So people demanding we reopen everything are IMO being needlessly premature and advocating putting people at risk. Until we can say there's been no community spread, then we cannot relax.
Everything that you said is fair enough to a point.
However, I don't see any evidence of people '
demanding that we reopen
everything' (my italicising). With respect, that is hyperbole.
At the outset of restrictions, our leaders were saying that we must follow the medical advice for two reasons: to prevent spread and to allow the medical system to build preparedness for instances of outbreaks.
By and large, the community was very compliant in accepting that.
Now, the message has in substantial part become inconsistent with that original message. The medical advice is now that closure of state borders is no longer necessary. Yet the leaders are rejecting that.

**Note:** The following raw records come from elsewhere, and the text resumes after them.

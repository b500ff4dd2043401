//! Site administration: sites, their subscription and entitlements,
//! site keys and entity slugs.

use axum::extract::State;
use axum::http::StatusCode;
use axum::routing::{get, patch};
use axum::{Json, Router};
use chrono::{DateTime, Utc};
use lokal_core::lang::Lang;
use lokal_core::models::site::{CreateSite, Site, UpdateSite};
use lokal_core::models::site_key::{CreateSiteKey, SiteKey, UpdateSiteKey};
use lokal_core::models::site_subscription::{
    SiteSubscription, SubscriptionStatus, UpsertSiteSubscription,
};
use lokal_core::models::slug::{CreateSlug, Slug, SlugEntityType, UpdateSlug};
use lokal_core::plan::{Plan, PlanOverrides};
use lokal_core::repository::PaginatedResult;
use lokal_entitlements::Entitlements;
use serde::Deserialize;
use surrealdb::Connection;
use uuid::Uuid;

use crate::error::ApiResult;
use crate::extract::{ApiJson, ApiPath, ApiQuery, PageQuery};
use crate::state::AppState;

pub fn router<C: Connection>() -> Router<AppState<C>> {
    Router::new()
        .route("/sites", get(list_sites::<C>).post(create_site::<C>))
        .route(
            "/sites/{site_id}",
            get(get_site::<C>)
                .patch(update_site::<C>)
                .delete(delete_site::<C>),
        )
        .route(
            "/sites/{site_id}/subscription",
            get(get_subscription::<C>).put(put_subscription::<C>),
        )
        .route("/sites/{site_id}/entitlements", get(get_entitlements::<C>))
        .route(
            "/sites/{site_id}/site-keys",
            get(list_site_keys::<C>).post(create_site_key::<C>),
        )
        .route(
            "/sites/{site_id}/site-keys/{id}",
            patch(update_site_key::<C>).delete(delete_site_key::<C>),
        )
        .route(
            "/sites/{site_id}/slugs",
            get(list_slugs::<C>).post(create_slug::<C>),
        )
        .route(
            "/sites/{site_id}/slugs/{id}",
            patch(update_slug::<C>).delete(delete_slug::<C>),
        )
}

// -- Sites -------------------------------------------------------------------

async fn list_sites<C: Connection>(
    State(state): State<AppState<C>>,
    ApiQuery(page): ApiQuery<PageQuery>,
) -> ApiResult<Json<PaginatedResult<Site>>> {
    Ok(Json(state.sites().list_sites(page.pagination()).await?))
}

async fn create_site<C: Connection>(
    State(state): State<AppState<C>>,
    ApiJson(input): ApiJson<CreateSite>,
) -> ApiResult<(StatusCode, Json<Site>)> {
    let site = state.sites().create_site(input).await?;
    Ok((StatusCode::CREATED, Json(site)))
}

async fn get_site<C: Connection>(
    State(state): State<AppState<C>>,
    ApiPath(site_id): ApiPath<Uuid>,
) -> ApiResult<Json<Site>> {
    Ok(Json(state.sites().get_site(site_id).await?))
}

async fn update_site<C: Connection>(
    State(state): State<AppState<C>>,
    ApiPath(site_id): ApiPath<Uuid>,
    ApiJson(input): ApiJson<UpdateSite>,
) -> ApiResult<Json<Site>> {
    Ok(Json(state.sites().update_site(site_id, input).await?))
}

async fn delete_site<C: Connection>(
    State(state): State<AppState<C>>,
    ApiPath(site_id): ApiPath<Uuid>,
) -> ApiResult<StatusCode> {
    state.sites().delete_site(site_id).await?;
    Ok(StatusCode::NO_CONTENT)
}

// -- Subscription and entitlements ------------------------------------------

/// Body of `PUT /subscription`. Overrides arrive as raw JSON so that
/// unknown keys and wrongly typed values are reported as a 400 with the
/// offending field.
#[derive(Debug, Deserialize)]
pub struct SubscriptionBody {
    pub plan: Plan,
    pub status: Option<SubscriptionStatus>,
    pub valid_until: Option<DateTime<Utc>>,
    pub plan_overrides: Option<serde_json::Value>,
}

async fn get_subscription<C: Connection>(
    State(state): State<AppState<C>>,
    ApiPath(site_id): ApiPath<Uuid>,
) -> ApiResult<Json<Option<SiteSubscription>>> {
    Ok(Json(state.entitlements().get_subscription(site_id).await?))
}

async fn put_subscription<C: Connection>(
    State(state): State<AppState<C>>,
    ApiPath(site_id): ApiPath<Uuid>,
    ApiJson(body): ApiJson<SubscriptionBody>,
) -> ApiResult<Json<SiteSubscription>> {
    let plan_overrides = body
        .plan_overrides
        .filter(|v| !v.is_null())
        .map(PlanOverrides::from_json)
        .transpose()?;
    let input = UpsertSiteSubscription {
        plan: body.plan,
        status: body.status,
        valid_until: body.valid_until,
        plan_overrides,
    };
    Ok(Json(
        state.entitlements().set_subscription(site_id, input).await?,
    ))
}

async fn get_entitlements<C: Connection>(
    State(state): State<AppState<C>>,
    ApiPath(site_id): ApiPath<Uuid>,
) -> ApiResult<Json<Entitlements>> {
    state.sites().get_site(site_id).await?;
    Ok(Json(state.entitlements().get_by_site_id(site_id).await?))
}

// -- Site keys ---------------------------------------------------------------

#[derive(Debug, Deserialize)]
pub struct SiteKeyBody {
    pub lang: Lang,
    pub slug: String,
    #[serde(default)]
    pub is_primary: bool,
    pub redirect_to_id: Option<Uuid>,
}

async fn list_site_keys<C: Connection>(
    State(state): State<AppState<C>>,
    ApiPath(site_id): ApiPath<Uuid>,
) -> ApiResult<Json<Vec<SiteKey>>> {
    Ok(Json(state.sites().list_site_keys(site_id).await?))
}

async fn create_site_key<C: Connection>(
    State(state): State<AppState<C>>,
    ApiPath(site_id): ApiPath<Uuid>,
    ApiJson(body): ApiJson<SiteKeyBody>,
) -> ApiResult<(StatusCode, Json<SiteKey>)> {
    let key = state
        .sites()
        .create_site_key(CreateSiteKey {
            site_id,
            lang: body.lang,
            slug: body.slug,
            is_primary: body.is_primary,
            redirect_to_id: body.redirect_to_id,
        })
        .await?;
    Ok((StatusCode::CREATED, Json(key)))
}

async fn update_site_key<C: Connection>(
    State(state): State<AppState<C>>,
    ApiPath((site_id, id)): ApiPath<(Uuid, Uuid)>,
    ApiJson(input): ApiJson<UpdateSiteKey>,
) -> ApiResult<Json<SiteKey>> {
    Ok(Json(state.sites().update_site_key(site_id, id, input).await?))
}

async fn delete_site_key<C: Connection>(
    State(state): State<AppState<C>>,
    ApiPath((site_id, id)): ApiPath<(Uuid, Uuid)>,
) -> ApiResult<StatusCode> {
    state.sites().delete_site_key(site_id, id).await?;
    Ok(StatusCode::NO_CONTENT)
}

// -- Slugs -------------------------------------------------------------------

#[derive(Debug, Deserialize)]
pub struct SlugBody {
    pub lang: Lang,
    pub slug: String,
    pub entity_type: SlugEntityType,
    pub entity_id: Uuid,
    #[serde(default)]
    pub is_primary: bool,
    pub redirect_to_id: Option<Uuid>,
}

#[derive(Debug, Deserialize)]
pub struct EntityQuery {
    pub entity_type: SlugEntityType,
    pub entity_id: Uuid,
}

async fn list_slugs<C: Connection>(
    State(state): State<AppState<C>>,
    ApiPath(site_id): ApiPath<Uuid>,
    ApiQuery(query): ApiQuery<EntityQuery>,
) -> ApiResult<Json<Vec<Slug>>> {
    let slugs = state
        .sites()
        .list_slugs_for_entity(site_id, query.entity_type, query.entity_id)
        .await?;
    Ok(Json(slugs))
}

async fn create_slug<C: Connection>(
    State(state): State<AppState<C>>,
    ApiPath(site_id): ApiPath<Uuid>,
    ApiJson(body): ApiJson<SlugBody>,
) -> ApiResult<(StatusCode, Json<Slug>)> {
    let slug = state
        .sites()
        .create_slug(CreateSlug {
            site_id,
            lang: body.lang,
            slug: body.slug,
            entity_type: body.entity_type,
            entity_id: body.entity_id,
            is_primary: body.is_primary,
            redirect_to_id: body.redirect_to_id,
        })
        .await?;
    Ok((StatusCode::CREATED, Json(slug)))
}

async fn update_slug<C: Connection>(
    State(state): State<AppState<C>>,
    ApiPath((site_id, id)): ApiPath<(Uuid, Uuid)>,
    ApiJson(input): ApiJson<UpdateSlug>,
) -> ApiResult<Json<Slug>> {
    Ok(Json(state.sites().update_slug(site_id, id, input).await?))
}

async fn delete_slug<C: Connection>(
    State(state): State<AppState<C>>,
    ApiPath((site_id, id)): ApiPath<(Uuid, Uuid)>,
) -> ApiResult<StatusCode> {
    state.sites().delete_slug(site_id, id).await?;
    Ok(StatusCode::NO_CONTENT)
}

We saw something similar with school closures.
The original national consistency has become slightly anarchic.
I think people can be excused for arcing up about both the inconsistency and the brutal economic consequences and saying, rhetorically, 'You can't have it both ways.' There is a risk that the leaders, rather than taking people with them, will cause fractures in the community.
We see elements of that in people who have lost the job or business, referring to 'Public servants who don't have to worry about the source of their income.' making/advising on these decisions.
I think we run some risks of civil disobedience if people become frustrated and impatient at what they may now see as excessively draconian measures that may seem not to have a consistent rational basis. That could manifest itself be on the streets; in a sense it's arguably already manifested in legal challenges to state border closures.
It is pretty much impossible to draw a line at zero or infinity - yet that seems to be becoming the perceived message - intended or not.